ROMANS: Starvation fears in Syria this morning as the army cuts off remaining smuggling routes to the eastern suburbs of Damascus. Aid workers say no food or supplies have come into the region since the intensified army blockade on rebel held areas near the capital. Residents worry conditions will soon become like that in the western suburbs where hunger is so severe, doctors are reporting deaths now from malnutrition.

BERMAN: In such civil war, a warning that Egypt is spiraling dangerously close to civil war. Opponents of the coup that toppled elected President Mohamed Morsi are urging the international community to pay close attention. They believe that the crackdown on supporters of Morsi's Muslim Brotherhood is tearing that country apart. Since this all began more than 1,000 people have been killed and more than 2,000 have been arrested.
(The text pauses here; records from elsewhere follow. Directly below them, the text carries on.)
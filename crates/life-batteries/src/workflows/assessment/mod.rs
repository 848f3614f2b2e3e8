//! Seven-battery self-assessment: question catalog, session sequencing, scoring and reporting.

pub mod catalog;
pub mod domain;
pub mod notification;
pub mod ordering;
pub mod report;
pub mod router;
pub mod scoring;
pub mod service;
pub mod session;

#[cfg(test)]
mod tests;

pub use catalog::{CatalogError, QuestionCatalog, POINT_SCALE};
pub use domain::{
    AnswerMap, AnswerOption, Battery, Participant, ParticipantError, Question, QuestionId,
    ScoreLevel,
};
pub use notification::{LogNotifier, NotificationRecord, NotifyError, ResultsNotifier};
pub use ordering::{FixedOrdering, OrderingMode, QuestionOrdering, RandomOrdering, SeededOrdering};
pub use report::{BatteryScoreView, ReportSection, ResultsSummary};
pub use router::assessment_router;
pub use scoring::{AssessmentResults, BatteryScore, Profile, Scorer, ScoringConfig};
pub use service::{AssessmentError, AssessmentSession, CheckpointView, QuestionView, SessionStep};
pub use session::{
    AdvanceOutcome, BatteryProgress, RetreatOutcome, SessionError, SessionPhase,
    SessionStateMachine,
};
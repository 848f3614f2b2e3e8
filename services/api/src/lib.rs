mod cli;
mod demo;
mod infra;
mod render;
mod routes;
mod server;
mod terminal;

use life_batteries::error::AppError;

pub async fn run() -> Result<(), AppError> {
    cli::run().await
}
ROMANS: All right. Lawyers for Boston bombing suspect Dzhokhar Tsarnaev may try to save him from the death penalty by blaming everything on his dead brother. They want access to records implicating Tamerlan Tsarnaev in a grissly triple murder in 2011. Prosecutors for the first time Monday said a friend of his told them he took part in the killings. Now the younger Tsarnaev's attorneys may argue he fell under his brother's murderess influence.

BERMAN: Lawyers have long said this is the most likely chance for Dzhokhar Tsarnaev, to say that he was under some kind of spell from the older brother who was pulling all the strings. We'll see if it works.
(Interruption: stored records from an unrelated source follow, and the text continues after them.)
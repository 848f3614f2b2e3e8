use chrono::{DateTime, SecondsFormat, Utc};
use serde::Serialize;
use tracing::info;

use super::catalog::QuestionCatalog;
use super::domain::{AnswerMap, Battery, Participant, ScoreLevel};
use super::scoring::AssessmentResults;

/// Placeholder sent when the participant left the phone field empty.
pub const MISSING_PHONE: &str = "Non renseigné";

/// Outbound hook invoked once per completed session (sheet logging, CRM, ...).
///
/// Callers treat failures as best-effort: they are logged, never surfaced.
pub trait ResultsNotifier: Send + Sync {
    fn notify(&self, record: NotificationRecord) -> Result<(), NotifyError>;
}

/// Flat record posted to the notification collaborator.
#[derive(Debug, Clone, PartialEq, Eq, Serialize)]
pub struct NotificationRecord {
    pub first_name: String,
    pub last_name: String,
    pub email: String,
    pub phone: String,
    pub timestamp: String,
    /// Pretty-printed [`ResultsSnapshot`].
    pub results: String,
}

impl NotificationRecord {
    pub fn build(
        participant: &Participant,
        results: &AssessmentResults,
        answers: &AnswerMap,
        catalog: &QuestionCatalog,
        at: DateTime<Utc>,
    ) -> Result<Self, NotifyError> {
        let snapshot = ResultsSnapshot::build(results, answers, catalog);
        let results = serde_json::to_string_pretty(&snapshot)?;

        Ok(Self {
            first_name: participant.first_name.clone(),
            last_name: participant.last_name.clone(),
            email: participant.email.clone(),
            phone: participant
                .phone
                .clone()
                .unwrap_or_else(|| MISSING_PHONE.to_string()),
            timestamp: at.to_rfc3339_opts(SecondsFormat::Millis, true),
            results,
        })
    }

    /// Key/value pairs for form-encoded transports.
    pub fn form_fields(&self) -> Vec<(&'static str, String)> {
        vec![
            ("firstName", self.first_name.clone()),
            ("lastName", self.last_name.clone()),
            ("email", self.email.clone()),
            ("phone", self.phone.clone()),
            ("timestamp", self.timestamp.clone()),
            ("results", self.results.clone()),
        ]
    }
}

#[derive(Debug, Clone, PartialEq, Eq, Serialize)]
pub struct ResultsSnapshot {
    pub overall: OverallSnapshot,
    pub batteries: Vec<BatterySnapshot>,
}

#[derive(Debug, Clone, PartialEq, Eq, Serialize)]
pub struct OverallSnapshot {
    pub total_score: u32,
    pub total_percentage: u8,
    pub profile: &'static str,
}

#[derive(Debug, Clone, PartialEq, Eq, Serialize)]
pub struct BatterySnapshot {
    pub battery: Battery,
    pub score: u32,
    pub level: ScoreLevel,
    pub percentage: u8,
    pub answers: Vec<AnsweredQuestion>,
}

/// Question prompt paired with the text of the selected option.
#[derive(Debug, Clone, PartialEq, Eq, Serialize)]
pub struct AnsweredQuestion {
    pub question: String,
    pub answer: String,
}

impl ResultsSnapshot {
    pub fn build(
        results: &AssessmentResults,
        answers: &AnswerMap,
        catalog: &QuestionCatalog,
    ) -> Self {
        let batteries = results
            .scores
            .iter()
            .map(|score| BatterySnapshot {
                battery: score.battery,
                score: score.score,
                level: score.level,
                percentage: score.percentage,
                answers: catalog
                    .battery_questions(score.battery)
                    .into_iter()
                    .filter_map(|question| {
                        let points = answers.points(&question.id)?;
                        let option = question.option_for_points(points)?;
                        Some(AnsweredQuestion {
                            question: question.prompt.clone(),
                            answer: option.text.clone(),
                        })
                    })
                    .collect(),
            })
            .collect();

        Self {
            overall: OverallSnapshot {
                total_score: results.total_score,
                total_percentage: results.total_percentage,
                profile: results.profile.label(),
            },
            batteries,
        }
    }
}

/// Notifier that only records the submission in the logs.
#[derive(Debug, Default, Clone, Copy)]
pub struct LogNotifier;

impl ResultsNotifier for LogNotifier {
    fn notify(&self, record: NotificationRecord) -> Result<(), NotifyError> {
        info!(
            first_name = %record.first_name,
            timestamp = %record.timestamp,
            "assessment results ready (no webhook configured)"
        );
        Ok(())
    }
}

#[derive(Debug, thiserror::Error)]
pub enum NotifyError {
    #[error("notification transport unavailable: {0}")]
    Transport(String),
    #[error("could not serialize results snapshot: {0}")]
    Serialization(#[from] serde_json::Error),
}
A 14-year-old student is behind bars this morning charged with murdering a popular high school math teacher. Authorities say Colleen Ritzer's body was found in the woods behind the school.

Let's get more now from CNN's Don Lemon.


DON LEMON, CNN ANCHOR/CORRESPONDENT (voice-over): This is the face of an accused killer.

UNIDENTIFIED FEMALE: Your Honor, the defendant before the court is 14.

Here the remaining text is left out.